He stopped on the front step. His heart was beating so quickly it felt he was about to do himself in. He could hear the music coming from inside.

"Steady on, Harry," he said to himself. "It’s nothing. You can go right back out again if you feel like it."

He pushed open the door, and something happened that had not happened to him for many years.

His scar burned white hot. Instinctively, he cried out, and his hand flew to his forehead. The pain faded, gradually, and he was able to open his eyes again.

This was not the Leaky Cauldron. This was a trendy wine bar. The unadorned walls were painted a uniform shade of pale New England blue. The floor was polished wood. The tables were topped with glass, the lights were tiny little halogen spots, and the bar was chrome, and polished to a tee. And the eyes of a whole roomful of patrons were staring at him as if he was quite mad.

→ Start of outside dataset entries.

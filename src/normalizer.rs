//! Payload normalization: heterogeneous wire encodings in, one canonical record out.
//!
//! Clients submit payment evidence either as an explicit JSON envelope
//! (`{paymentPayload, paymentRequirements}`) or as a compact `xPayment` string that
//! may be raw JSON, standard base64, or URL-safe base64. Whatever the encoding, the
//! output is a single [`NormalizedPaymentRequest`], and every failure is a typed
//! [`NormalizeError`] carrying a stable machine-readable code. Untrusted input must
//! always resolve to a decidable outcome, so nothing in this module panics.
//!
//! Validation order is fixed:
//! 1. structural — authorization (all seven sub-fields), signature, 32-byte-hex
//!    session id;
//! 2. cross-field tuple — payload scheme/network must equal the requirement's;
//! 3. derivation — metadata bytes plus requirement fields copied onto the record.

use base64::Engine;
use base64::engine::general_purpose::{STANDARD, URL_SAFE, URL_SAFE_NO_PAD};
use serde::Deserialize;
use serde_json::Value;
use std::str::FromStr;

use crate::types::{
    NormalizedPaymentRequest, PaymentPayload, PaymentRequirement, SessionId,
};

/// The seven authorization sub-fields a structurally valid payload must carry.
const AUTHORIZATION_FIELDS: [&str; 7] = [
    "from",
    "to",
    "token",
    "value",
    "validAfter",
    "validBefore",
    "nonce",
];

/// Request body accepted by the facilitator's `/v2/verify` and `/v2/settle`
/// endpoints, and by the payment gate when evidence arrives in a header.
///
/// Exactly one of `payment_payload` (explicit envelope) or `x_payment` (compact
/// string form) is expected; when both are present the explicit envelope wins.
#[derive(Debug, Clone, Deserialize)]
#[serde(rename_all = "camelCase")]
pub struct PaymentRequestBody {
    #[serde(default)]
    pub payment_payload: Option<Value>,
    #[serde(default)]
    pub x_payment: Option<String>,
    pub payment_requirements: Value,
}

/// Typed normalization failure. Each variant maps to one stable wire code via
/// [`NormalizeError::code`].
#[derive(Debug, thiserror::Error)]
pub enum NormalizeError {
    /// The payload could not be decoded into a payment payload in any supported
    /// encoding, or a field failed typed validation.
    #[error("Invalid payment payload: {0}")]
    InvalidPaymentPayload(String),
    /// The accompanying payment requirements could not be parsed.
    #[error("Invalid payment requirements: {0}")]
    InvalidPaymentRequirements(String),
    /// A required authorization component is absent or malformed.
    #[error("Missing or invalid authorization component: {0}")]
    MissingAuthorization(&'static str),
    /// The payload declares a different scheme/network than the requirement.
    #[error("Payload {field} `{payload}` does not match requirement `{requirements}`")]
    TupleMismatch {
        field: &'static str,
        payload: String,
        requirements: String,
    },
}

impl NormalizeError {
    /// Stable machine-readable code for the wire error body.
    pub fn code(&self) -> String {
        match self {
            NormalizeError::InvalidPaymentPayload(_) => "invalid_payment_payload".to_string(),
            NormalizeError::InvalidPaymentRequirements(_) => {
                "invalid_payment_requirements".to_string()
            }
            NormalizeError::MissingAuthorization(_) => "missing_authorization".to_string(),
            NormalizeError::TupleMismatch { field, .. } => format!("tuple_mismatch_{field}"),
        }
    }

    /// Optional structured details, safe to return to the caller.
    pub fn details(&self) -> Option<Value> {
        match self {
            NormalizeError::MissingAuthorization(field) => {
                Some(serde_json::json!({ "field": field }))
            }
            NormalizeError::TupleMismatch {
                field,
                payload,
                requirements,
            } => Some(serde_json::json!({
                "field": field,
                "payload": payload,
                "requirements": requirements,
            })),
            _ => None,
        }
    }
}

/// Decodes the compact `xPayment` form into a JSON object.
///
/// Tries raw JSON, then standard base64, then URL-safe base64 (padded or not), and
/// accepts the first decoding that yields a JSON object. Non-object JSON (a bare
/// string or number that happens to parse) is not accepted as a payload.
pub fn decode_x_payment(raw: &str) -> Result<Value, NormalizeError> {
    let trimmed = raw.trim();

    if let Some(value) = try_json_object(trimmed.as_bytes()) {
        return Ok(value);
    }
    for engine in [&STANDARD, &URL_SAFE, &URL_SAFE_NO_PAD] {
        if let Ok(decoded) = engine.decode(trimmed) {
            if let Some(value) = try_json_object(&decoded) {
                return Ok(value);
            }
        }
    }
    Err(NormalizeError::InvalidPaymentPayload(
        "xPayment is not a JSON object in any supported encoding".to_string(),
    ))
}

fn try_json_object(bytes: &[u8]) -> Option<Value> {
    serde_json::from_slice::<Value>(bytes)
        .ok()
        .filter(Value::is_object)
}

/// Normalizes a facilitator request body into the canonical payment record.
pub fn normalize(body: &PaymentRequestBody) -> Result<NormalizedPaymentRequest, NormalizeError> {
    let payload_value = match (&body.payment_payload, &body.x_payment) {
        (Some(value), _) => value.clone(),
        (None, Some(compact)) => decode_x_payment(compact)?,
        (None, None) => {
            return Err(NormalizeError::InvalidPaymentPayload(
                "neither paymentPayload nor xPayment present".to_string(),
            ));
        }
    };
    let requirement: PaymentRequirement =
        serde_json::from_value(body.payment_requirements.clone())
            .map_err(|e| NormalizeError::InvalidPaymentRequirements(e.to_string()))?;
    normalize_value(&payload_value, &requirement)
}

/// Normalizes an already-decoded payload JSON value against a requirement.
///
/// This is the path the payment gate uses: the gate owns its requirement and has
/// already extracted the payload from the `X-Payment` header.
pub fn normalize_value(
    payload_value: &Value,
    requirement: &PaymentRequirement,
) -> Result<NormalizedPaymentRequest, NormalizeError> {
    assert_structure(payload_value)?;

    let payload: PaymentPayload = serde_json::from_value(payload_value.clone())
        .map_err(|e| NormalizeError::InvalidPaymentPayload(e.to_string()))?;

    if payload.scheme != requirement.scheme {
        return Err(NormalizeError::TupleMismatch {
            field: "scheme",
            payload: payload.scheme.to_string(),
            requirements: requirement.scheme.to_string(),
        });
    }
    if payload.network != requirement.network {
        return Err(NormalizeError::TupleMismatch {
            field: "network",
            payload: payload.network.to_string(),
            requirements: requirement.network.to_string(),
        });
    }

    let metadata = payload.payload.metadata.unwrap_or_default();
    let metadata_bytes = format!("0x{}", hex::encode(metadata.as_bytes()));

    Ok(NormalizedPaymentRequest {
        x402_version: payload.x402_version,
        scheme: payload.scheme,
        network: payload.network,
        authorization: payload.payload.authorization,
        signature: payload.payload.signature,
        session_id: payload.payload.session_id,
        metadata,
        metadata_bytes,
        payment_request_id: requirement.payment_request_id.clone(),
        asset: requirement.asset,
        pay_to: requirement.pay_to,
        max_amount_required: requirement.max_amount_required,
    })
}

/// Structural pass: authorization with all seven sub-fields, a signature, and a
/// 32-byte-hex session id must be present before any typed parsing happens.
fn assert_structure(payload_value: &Value) -> Result<(), NormalizeError> {
    let envelope = payload_value
        .get("payload")
        .and_then(Value::as_object)
        .ok_or(NormalizeError::MissingAuthorization("payload"))?;

    let authorization = envelope
        .get("authorization")
        .and_then(Value::as_object)
        .ok_or(NormalizeError::MissingAuthorization("authorization"))?;
    for field in AUTHORIZATION_FIELDS {
        let present = authorization.get(field).is_some_and(|v| !v.is_null());
        if !present {
            return Err(NormalizeError::MissingAuthorization(field));
        }
    }

    if !envelope.get("signature").is_some_and(|v| !v.is_null()) {
        return Err(NormalizeError::MissingAuthorization("signature"));
    }

    let session_id = envelope
        .get("sessionId")
        .and_then(Value::as_str)
        .ok_or(NormalizeError::MissingAuthorization("sessionId"))?;
    SessionId::from_str(session_id)
        .map_err(|_| NormalizeError::MissingAuthorization("sessionId"))?;

    Ok(())
}

#[cfg(test)]
mod tests {
    use super::*;
    use crate::types::{Network, Scheme, TokenAmount};

    fn sample_payload() -> Value {
        serde_json::json!({
            "x402Version": 1,
            "scheme": "gokite-aa",
            "network": "kite-testnet",
            "payload": {
                "signature": format!("0x{}", "11".repeat(65)),
                "authorization": {
                    "from": "0x00000000000000000000000000000000000000aa",
                    "to": "0x00000000000000000000000000000000000000bb",
                    "token": "0x00000000000000000000000000000000000000cc",
                    "value": "1000",
                    "validAfter": "0",
                    "validBefore": "99999999999",
                    "nonce": format!("0x{}", "22".repeat(32)),
                },
                "sessionId": "33".repeat(32),
                "metadata": "svc:req:0001",
            },
        })
    }

    fn sample_requirement() -> PaymentRequirement {
        PaymentRequirement {
            scheme: Scheme::GokiteAa,
            network: Network::KiteTestnet,
            asset: "0x00000000000000000000000000000000000000cc".parse().unwrap(),
            pay_to: "0x00000000000000000000000000000000000000bb".parse().unwrap(),
            max_amount_required: TokenAmount::from(1000u64),
            payment_request_id: "req-1".to_string(),
        }
    }

    fn body_with(payload: Option<Value>, x_payment: Option<String>) -> PaymentRequestBody {
        PaymentRequestBody {
            payment_payload: payload,
            x_payment,
            payment_requirements: serde_json::to_value(sample_requirement()).unwrap(),
        }
    }

    #[test]
    fn all_three_encodings_normalize_identically() {
        let raw = serde_json::to_string(&sample_payload()).unwrap();
        let b64 = STANDARD.encode(raw.as_bytes());
        let b64url = URL_SAFE.encode(raw.as_bytes());

        let from_raw = normalize(&body_with(None, Some(raw))).expect("raw json");
        let from_b64 = normalize(&body_with(None, Some(b64))).expect("base64");
        let from_b64url = normalize(&body_with(None, Some(b64url))).expect("base64url");
        let from_envelope = normalize(&body_with(Some(sample_payload()), None)).expect("envelope");

        for normalized in [&from_b64, &from_b64url, &from_envelope] {
            assert_eq!(normalized.session_id, from_raw.session_id);
            assert_eq!(normalized.metadata, from_raw.metadata);
            assert_eq!(normalized.metadata_bytes, from_raw.metadata_bytes);
            assert_eq!(normalized.payment_request_id, from_raw.payment_request_id);
            assert_eq!(normalized.authorization.nonce, from_raw.authorization.nonce);
        }
    }

    #[test]
    fn metadata_bytes_is_hex_of_utf8_metadata() {
        let normalized = normalize(&body_with(Some(sample_payload()), None)).unwrap();
        assert_eq!(normalized.metadata, "svc:req:0001");
        assert_eq!(
            normalized.metadata_bytes,
            format!("0x{}", hex::encode("svc:req:0001")),
        );
    }

    #[test]
    fn absent_metadata_derives_empty_bytes() {
        let mut payload = sample_payload();
        payload["payload"]
            .as_object_mut()
            .unwrap()
            .remove("metadata");
        let normalized = normalize(&body_with(Some(payload), None)).unwrap();
        assert_eq!(normalized.metadata, "");
        assert_eq!(normalized.metadata_bytes, "0x");
    }

    #[test]
    fn missing_authorization_field_is_reported() {
        let mut payload = sample_payload();
        payload["payload"]["authorization"]
            .as_object_mut()
            .unwrap()
            .remove("nonce");
        let err = normalize(&body_with(Some(payload), None)).unwrap_err();
        assert_eq!(err.code(), "missing_authorization");
        assert_eq!(err.details().unwrap()["field"], "nonce");
    }

    #[test]
    fn missing_signature_is_reported() {
        let mut payload = sample_payload();
        payload["payload"].as_object_mut().unwrap().remove("signature");
        let err = normalize(&body_with(Some(payload), None)).unwrap_err();
        assert_eq!(err.code(), "missing_authorization");
    }

    #[test]
    fn short_session_id_is_reported_as_missing_authorization() {
        let mut payload = sample_payload();
        payload["payload"]["sessionId"] = Value::String("abcd".to_string());
        let err = normalize(&body_with(Some(payload), None)).unwrap_err();
        assert_eq!(err.code(), "missing_authorization");
        assert_eq!(err.details().unwrap()["field"], "sessionId");
    }

    #[test]
    fn scheme_mismatch_names_the_field() {
        let mut payload = sample_payload();
        payload["scheme"] = Value::String("exact".to_string());
        let err = normalize(&body_with(Some(payload), None)).unwrap_err();
        assert_eq!(err.code(), "tuple_mismatch_scheme");
    }

    #[test]
    fn network_mismatch_names_the_field() {
        let mut payload = sample_payload();
        payload["network"] = Value::String("kite".to_string());
        let err = normalize(&body_with(Some(payload), None)).unwrap_err();
        assert_eq!(err.code(), "tuple_mismatch_network");
    }

    #[test]
    fn scheme_mismatch_wins_over_network_mismatch() {
        let mut payload = sample_payload();
        payload["scheme"] = Value::String("exact".to_string());
        payload["network"] = Value::String("kite".to_string());
        let err = normalize(&body_with(Some(payload), None)).unwrap_err();
        assert_eq!(err.code(), "tuple_mismatch_scheme");
    }

    #[test]
    fn garbage_x_payment_is_rejected_with_a_code() {
        let err = normalize(&body_with(None, Some("!!not-a-payload!!".to_string()))).unwrap_err();
        assert_eq!(err.code(), "invalid_payment_payload");
    }

    #[test]
    fn non_object_json_x_payment_is_rejected() {
        let err = normalize(&body_with(None, Some("42".to_string()))).unwrap_err();
        assert_eq!(err.code(), "invalid_payment_payload");
    }

    #[test]
    fn explicit_envelope_wins_over_x_payment() {
        let mut other = sample_payload();
        other["payload"]["metadata"] = Value::String("svc:req:0002".to_string());
        let body = PaymentRequestBody {
            payment_payload: Some(sample_payload()),
            x_payment: Some(serde_json::to_string(&other).unwrap()),
            payment_requirements: serde_json::to_value(sample_requirement()).unwrap(),
        };
        let normalized = normalize(&body).unwrap();
        assert_eq!(normalized.metadata, "svc:req:0001");
    }
}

Harry contemplated running, but figured that that might make him look even more of an arse than he already did, so, making as if he had been planning to burst into the bar at lunchtime and yell all along, he made his way over to the bar. There were hundreds of wine and spirits bottles on display behind it, but he was relieved to spot the familiar brass taps as well. Good, he thought. They have beer.

Harry leant on the bar, and almost immediately had made eye contact with one of the staff, who wiggled her way over to him.

"Afternoon," she said. She flicked long, blonde hair back over her left ... bare ... shoulder. Her sparkly top was stretched tight across her breasts, and Harry drooled mentally.

"Pint of nipples," he said.

"I’m sorry."

Harry shook his head to clear the sudden mental blockage. "I mean ... just ... lager, any lager you’ve got ... pint of ... please ... I would like."

The girl nodded, and set to pulling the pint for him. Another customer came up and stood next to Harry at the bar. He appeared to be wearing a violet robe. Harry eyed him cautiously.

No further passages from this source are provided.